With a bit of embarrassment I finally fixed my own scallop shell which J had obtained for me in a lovely restaurant during the divertissement week. I had put it on a few days back but it was banging on the front light. I think it and the light are both OK now so I guess that was a bit of a public statement that I am (sort of) “on pilgrimage” or “on the Camino”.

It was a hard 57km with a long 7% gradient that was a shock: the first significant climbing since the North Downs really. It was also the first pretty totally overcast day with even a little rain but then that was perfect,  that climbing in 22 degrees was one think,  had it been 38 it would have been a nightmare.

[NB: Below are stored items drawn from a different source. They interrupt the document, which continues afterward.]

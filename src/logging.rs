//! Tracing setup for the dashboard.
//!
//! Installs one global subscriber that writes to stdout and to a per-launch
//! file under `.taksir/logs`. Only the newest [`MAX_LOG_FILES`] dashboard logs
//! are kept.

use std::{
    fs::{self, OpenOptions},
    path::{Path, PathBuf},
    sync::OnceLock,
    time::SystemTime,
};

use time::{OffsetDateTime, UtcOffset, format_description::FormatItem, macros::format_description};
use tracing_appender::{non_blocking::WorkerGuard, rolling};
use tracing_subscriber::{EnvFilter, Registry, fmt, prelude::*};

use crate::app_dirs;

/// Maximum number of log files to retain.
pub const MAX_LOG_FILES: usize = 10;
const LOG_FILE_PREFIX: &str = "taksir";
/// Used when `RUST_LOG` is unset; keeps eframe/egui internals quiet.
const DEFAULT_FILTER: &str = "info,eframe=warn,egui=warn,wgpu=warn";

static LOG_GUARD: OnceLock<WorkerGuard> = OnceLock::new();

/// Errors that may occur while initializing logging.
#[derive(Debug, thiserror::Error)]
pub enum LoggingError {
    #[error("Log directory unavailable: {0}")]
    Directory(#[from] app_dirs::AppDirError),
    #[error("Failed to list log directory {path}: {source}")]
    ReadDir {
        path: PathBuf,
        source: std::io::Error,
    },
    #[error("Failed to remove old log file {path}: {source}")]
    RemoveFile {
        path: PathBuf,
        source: std::io::Error,
    },
    #[error("Failed to create log file {path}: {source}")]
    CreateLogFile {
        path: PathBuf,
        source: std::io::Error,
    },
    #[error("Failed to format log file name: {0}")]
    FormatTime(#[from] time::error::Format),
    #[error("Failed to install global tracing subscriber: {0}")]
    SetGlobal(#[from] tracing::subscriber::SetGlobalDefaultError),
}

/// Log file prepared for this launch.
#[derive(Debug)]
struct LaunchLog {
    dir: PathBuf,
    file_name: String,
}

impl LaunchLog {
    fn path(&self) -> PathBuf {
        self.dir.join(&self.file_name)
    }
}

/// Initialize tracing to stdout and this launch's log file.
///
/// Repeated calls are no-ops. Errors are returned so the caller can keep
/// running with stderr only.
pub fn init() -> Result<(), LoggingError> {
    if LOG_GUARD.get().is_some() {
        return Ok(());
    }
    let log = prepare_launch_log(&app_dirs::logs_dir()?, now_local_or_utc())?;

    let (file_writer, guard) =
        tracing_appender::non_blocking(rolling::never(&log.dir, &log.file_name));
    let timer = build_timer();
    let subscriber = Registry::default()
        .with(build_env_filter())
        .with(
            fmt::layer()
                .with_timer(timer.clone())
                .with_writer(std::io::stdout),
        )
        .with(
            fmt::layer()
                .with_ansi(false)
                .with_timer(timer)
                .with_writer(file_writer),
        );
    tracing::subscriber::set_global_default(subscriber)?;
    let _ = LOG_GUARD.set(guard);

    tracing::info!("Logging to {}", log.path().display());
    Ok(())
}

/// Create this launch's file and drop the oldest dashboard logs.
fn prepare_launch_log(dir: &Path, now: OffsetDateTime) -> Result<LaunchLog, LoggingError> {
    let log = LaunchLog {
        dir: dir.to_path_buf(),
        file_name: format_log_file_name(now)?,
    };
    let path = log.path();
    OpenOptions::new()
        .create(true)
        .append(true)
        .open(&path)
        .map_err(|source| LoggingError::CreateLogFile { path, source })?;
    prune_old_logs(dir, MAX_LOG_FILES)?;
    Ok(log)
}

fn prune_old_logs(dir: &Path, max_files: usize) -> Result<(), LoggingError> {
    let mut logs: Vec<(SystemTime, PathBuf)> = fs::read_dir(dir)
        .map_err(|source| LoggingError::ReadDir {
            path: dir.to_path_buf(),
            source,
        })?
        .filter_map(|entry| entry.ok())
        .map(|entry| entry.path())
        .filter(|path| is_dashboard_log(path))
        .map(|path| {
            let modified = fs::metadata(&path)
                .and_then(|meta| meta.modified())
                .unwrap_or(SystemTime::UNIX_EPOCH);
            (modified, path)
        })
        .collect();
    if logs.len() <= max_files {
        return Ok(());
    }
    logs.sort_by_key(|(modified, _)| *modified);
    let excess = logs.len() - max_files;
    for (_, path) in logs.into_iter().take(excess) {
        fs::remove_file(&path).map_err(|source| LoggingError::RemoveFile { path, source })?;
    }
    Ok(())
}

fn is_dashboard_log(path: &Path) -> bool {
    path.is_file()
        && path.extension().and_then(|ext| ext.to_str()) == Some("log")
        && path
            .file_name()
            .and_then(|name| name.to_str())
            .is_some_and(|name| name.starts_with(LOG_FILE_PREFIX))
}

fn format_log_file_name(now: OffsetDateTime) -> Result<String, LoggingError> {
    const NAME_FORMAT: &[FormatItem<'_>] =
        format_description!("[year]-[month]-[day]_[hour]-[minute]-[second]");
    Ok(format!("{LOG_FILE_PREFIX}_{}.log", now.format(NAME_FORMAT)?))
}

fn build_timer() -> fmt::time::OffsetTime<time::format_description::BorrowedFormatItem<'static>> {
    const DISPLAY_FORMAT: &[FormatItem<'static>] =
        format_description!("[year]-[month]-[day] [hour]:[minute]:[second]");
    let offset = UtcOffset::current_local_offset().unwrap_or(UtcOffset::UTC);
    fmt::time::OffsetTime::new(offset, DISPLAY_FORMAT.into())
}

fn now_local_or_utc() -> OffsetDateTime {
    OffsetDateTime::now_local().unwrap_or_else(|_| OffsetDateTime::now_utc())
}

fn build_env_filter() -> EnvFilter {
    EnvFilter::try_from_default_env().unwrap_or_else(|_| EnvFilter::new(DEFAULT_FILTER))
}
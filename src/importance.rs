//! Ranked feature-importance report with static annotations.

use crate::annotations;
use crate::ml::{ModelHandle, Regressor};
use crate::schema::FeatureSchema;

/// Number of features listed in the interpretation summary.
pub const TOP_FEATURES: usize = 5;

#[derive(Clone, Debug, PartialEq)]
pub struct ImportanceRow {
    pub feature: String,
    /// Score exactly as reported by the model.
    pub score: f64,
    pub kind: &'static str,
    pub description: &'static str,
    pub interpretation: &'static str,
}

/// Rows sorted by descending score; ties keep schema order.
#[derive(Clone, Debug, Default, PartialEq)]
pub struct ImportanceTable {
    rows: Vec<ImportanceRow>,
}

impl ImportanceTable {
    /// Build a table from names and positionally aligned scores.
    pub fn from_scores(schema: &FeatureSchema, scores: &[f64]) -> Self {
        let mut rows: Vec<ImportanceRow> = schema
            .iter()
            .zip(scores.iter().copied())
            .map(|(feature, score)| {
                let annotation = annotations::annotate(feature);
                ImportanceRow {
                    feature: feature.to_string(),
                    score,
                    kind: annotation.kind,
                    description: annotation.description,
                    interpretation: annotation.interpretation,
                }
            })
            .collect();
        rows.sort_by(|a, b| b.score.total_cmp(&a.score));
        Self { rows }
    }

    pub fn rows(&self) -> &[ImportanceRow] {
        &self.rows
    }

    pub fn len(&self) -> usize {
        self.rows.len()
    }

    pub fn is_empty(&self) -> bool {
        self.rows.is_empty()
    }

    /// First `n` rows of the ranking.
    pub fn top(&self, n: usize) -> &[ImportanceRow] {
        &self.rows[..n.min(self.rows.len())]
    }

    /// `(feature, interpretation)` lines for the most influential features.
    pub fn narrative(&self) -> Vec<(&str, &'static str)> {
        self.top(TOP_FEATURES)
            .iter()
            .map(|row| (row.feature.as_str(), row.interpretation))
            .collect()
    }

    /// Largest score, used to scale the bar chart.
    pub fn max_score(&self) -> f64 {
        self.rows.first().map(|row| row.score).unwrap_or(0.0)
    }
}

/// Rank the active model's importances against its schema.
pub fn report(handle: &ModelHandle, schema: &FeatureSchema) -> ImportanceTable {
    let scores = handle.feature_importances();
    if scores.len() != schema.len() {
        tracing::warn!(
            "{} reported {} importances for {} features",
            handle.title(),
            scores.len(),
            schema.len()
        );
    }
    ImportanceTable::from_scores(schema, &scores)
}
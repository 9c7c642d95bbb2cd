//! Entry point for the land-price dashboard.
#![cfg_attr(
    all(not(debug_assertions), target_os = "windows"),
    windows_subsystem = "windows"
)]
use std::sync::Arc;

use eframe::egui;
use taksir::app_dirs;
use taksir::egui_app::ui::{EguiApp, MIN_VIEWPORT_SIZE};
use taksir::logging;
use taksir::registry::{ModelPaths, ModelRegistry};

fn main() -> Result<(), Box<dyn std::error::Error>> {
    if let Err(err) = logging::init() {
        eprintln!("Logging disabled: {err}");
    }

    let models_dir = app_dirs::models_dir();
    tracing::info!("Loading models from {}", models_dir.display());
    let registry = ModelRegistry::load(&ModelPaths::in_dir(&models_dir));

    let viewport = egui::ViewportBuilder::default()
        .with_title("Dashboard Prediksi Harga Tanah")
        .with_min_inner_size(MIN_VIEWPORT_SIZE)
        .with_maximized(true);
    let native_options = eframe::NativeOptions {
        viewport,
        ..Default::default()
    };

    eframe::run_native(
        "Taksir",
        native_options,
        Box::new(move |_cc| match registry {
            Ok(registry) => Ok(Box::new(EguiApp::new(Arc::new(registry)))),
            Err(err) => {
                tracing::error!("Model loading failed: {err}");
                Ok(Box::new(LaunchError {
                    message: err.to_string(),
                }))
            }
        }),
    )?;
    Ok(())
}

/// Minimal fallback app to display initialization errors.
struct LaunchError {
    message: String,
}

impl eframe::App for LaunchError {
    fn update(&mut self, ctx: &egui::Context, _frame: &mut eframe::Frame) {
        egui::CentralPanel::default().show(ctx, |ui| {
            ui.vertical_centered(|ui| {
                ui.heading("Failed to start UI");
                ui.label("Gagal memuat model");
                ui.label(&self.message);
            });
        });
    }
}
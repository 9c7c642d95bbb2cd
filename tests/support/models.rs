//! Small model artifacts with hand-checkable outputs.

use std::path::Path;

use serde_json::{Value, json};
use taksir::registry::{
    ModelPaths, RUKO_HIGH_FILE, RUKO_LOW_FILE, RUKO_MEDIUM_FILE, RUMAH_TINGGAL_FILE,
};

pub const RUKO_FEATURES: [&str; 3] = ["luas_tanah", "lebar_jalan", "zona_komersial_1"];
pub const RUMAH_FEATURES: [&str; 2] = ["luas_bangunan", "jarak_pusat_kota"];

/// Log prediction at default inputs for each ruko segment.
pub const RUKO_BASE_LOG: [f64; 3] = [7.0, 8.0, 9.0];
/// Log prediction of the rumah tinggal model at default inputs.
pub const RUMAH_BASE_LOG: f64 = 10.5;

/// Gradient boosting model: `init + 0.1 * (luas_tanah > 100 ? 10 : 0)`.
pub fn gradient_boosting_json(init_value: f64) -> Value {
    json!({
        "feature_names_in": RUKO_FEATURES,
        "learning_rate": 0.1,
        "init_value": init_value,
        "estimators": [{
            "children_left": [1, -1, -1],
            "children_right": [2, -1, -1],
            "feature": [0, -2, -2],
            "threshold": [100.0, -2.0, -2.0],
            "value": [5.0, 0.0, 10.0],
            "impurity": [1.0, 0.0, 0.0],
            "weighted_n_node_samples": [10.0, 5.0, 5.0]
        }]
    })
}

/// CatBoost model: `10 + (luas_bangunan > 50 ? 1.5 : 0.5)`.
pub fn catboost_json() -> Value {
    json!({
        "features_info": { "float_features": [
            { "flat_feature_index": 0, "feature_index": 0, "feature_id": RUMAH_FEATURES[0] },
            { "flat_feature_index": 1, "feature_index": 1, "feature_id": RUMAH_FEATURES[1] }
        ]},
        "oblivious_trees": [{
            "splits": [{ "float_feature_index": 0, "border": 50.0, "split_type": "FloatFeature" }],
            "leaf_values": [0.5, 1.5],
            "leaf_weights": [3.0, 1.0]
        }],
        "scale_and_bias": [1.0, [10.0]]
    })
}

fn write_json(path: &Path, value: &Value) {
    let text = serde_json::to_string_pretty(value).expect("serialize fixture");
    std::fs::write(path, text).expect("write fixture");
}

/// Write all four artifacts into `dir` and return their paths.
pub fn write_all(dir: &Path) -> ModelPaths {
    for (file, init) in [RUKO_LOW_FILE, RUKO_MEDIUM_FILE, RUKO_HIGH_FILE]
        .into_iter()
        .zip(RUKO_BASE_LOG)
    {
        write_json(&dir.join(file), &gradient_boosting_json(init));
    }
    write_json(&dir.join(RUMAH_TINGGAL_FILE), &catboost_json());
    ModelPaths::in_dir(dir)
}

I have even paid three euros for a credential!

So why am I doing this?

Well one thing that’s been going through my head in the last week is that I know that there’s something wrong with my life and that that needs fixing if I can find a way to do that. Part of that is the huge alienation I’ve been feeling from the NHS in the last few years and I’m fixing that by quitting, more on that in another post. However,  it’s more than just that, it’s a more general disquiet about much more in my, in “our”, i.e. all of our (“Western”) way of life,  a sort of superficiality in connectedness. Being alone for long hours just turning the pedals is on odd way to change that but there are waves,  nods and quick “merci” and “bonjour” as you pass others, particularly but not only fellow cyclists,  that seem less shallow than some much more sustained conversations “back home”.

Today I tried to sort out some of my continuing IT nightmares and the Office de Tourism lady,  the young man and woman in the tiny IT shop,  and Nadia from Montreal in the pilgrim shop,  and her next door neighbour (Maxime?) were all lovely and there was a simplicity in asking people across languages (English,  French, Quebecois French I guess, two who also spoke Basque/Euskera and one who started my Spanish lessons). The two in the IT shop tested things carefully and we fought the laptop to speak to the French keyboard I had bought earlier,  and confirmed what I suspected, that that keyboard,  not just the one on the laptop,  was malfunctioning but that the keyboard controller probably isn’t. They had no solutions but they thought I might find a smaller external keyboard en route,  perhaps in Roncevalles.  They didn’t want money for 20 minutes good humoured work

So here I am picking this out on the tablet in a snack bar with cheap lovely food (magical cheese, ham, saucissons and red wine,  all local) where he has robust Internet/WiFi and I have recognised one simple thing: that I want to come back connecting better, differently. I think I understand a bit more about that, and about how the quality of connectedness I had in clinical work was good, and how much I will miss that, but that will have to wait for another post, or perhaps comments from others as I can’t type like this any more. Oh boy, I do miss a proper keyboard!